Дом красив. Г-образной формы. Шесть этажей с встроенными в фасад колоннами и другими архитектурными причудами. Таких сейчас не строят. В таком и должны жить начальники. «Что еще во дворе меня ждет?» — озадачиваюсь.

Возвращаюсь к арочному проходу, который прошел ранее. Действительно въезд во двор не охранялся. Но и двор не был похож на привычный для меня. Скорее выглядел, как парк с дорожками, скамейками и детской площадкой. Сел на пустую скамейку и стал гадать: «В каком подъезде живет Романов? У кого бы узнать?»

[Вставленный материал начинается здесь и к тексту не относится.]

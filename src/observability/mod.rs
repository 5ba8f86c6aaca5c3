//! # Observability Infrastructure
//!
//! Structured logging and Prometheus metrics for the secrets subsystem.

pub mod logging;
pub mod metrics;

pub use logging::{init_tracing, log_config_info};
pub use metrics::{init_metrics, MetricsRecorder};

use crate::config::ObservabilityConfig;
use crate::errors::Result;
use ::tracing::info;

/// Initialize logging and, when enabled, the metrics exporter
pub async fn init_observability(config: &ObservabilityConfig) -> Result<()> {
    init_tracing(config)?;

    if config.enable_metrics {
        init_metrics(config).await?;
    }

    info!(
        service_name = %config.service_name,
        log_level = %config.log_level,
        metrics_enabled = %config.enable_metrics,
        "Observability initialized successfully"
    );

    Ok(())
}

Подъезды без кодовых замков — отмечаю, заметив женщину, вошедшую в подъезд. Есть ли на входе консьержи?

Через некоторое время на мою скамейку приземлился дедок с палочкой, пристально разглядывая меня. Поерзав на деревянной скамье тощей задницей некоторое время, спрашивает:

— Ждете кого, молодой человек? Или свернули в наш двор, простите, нужду справить? Бывают у нас такие. Кхе, кхе! — изобразил смех, продолжая подозрительно сверлить меня взглядом.

— Ни то, ни другое. Устал просто. Натаскался с экскурсией с утра. Уже ноги гудят и впечатления теряются от избытка информации. Решил отколоться от группы и самому побродить, в одиночестве. Сюда заглянул передохнуть, — подробно излагаю, стараясь выглядеть правдивым и рассеять подозрения любопытного старичка. — А Вы почему спрашиваете? Живете здесь? — интересуюсь, улыбаясь.

— Да-да! Живу здесь. Уже с пятьдесят пятого года, — охотно отвечает. — Скоро двадцать восемь годков будет, как поселился здесь с семьей. Жену похоронил четыре года назад. Дочки замуж повыскакивали и разъехались. Вот и доживаю свой век один в пустой квартире, — многословно делится. — А интересуюсь потому, что не всем можно здесь ходить. Это ведь не простой дом, — интригует и смотрит, ожидая заинтересованности от меня.

— Красивый дом. Повезло Вам, — киваю соглашаясь. — И сквер во дворе. Никогда не встречал такого, — отмечаю дополнительно. — А чем знаменит Ваш дом? — спрашиваю, как будто только вспомнил его последнюю фразу.

Старичок охотно пользуется возможностью поговорить.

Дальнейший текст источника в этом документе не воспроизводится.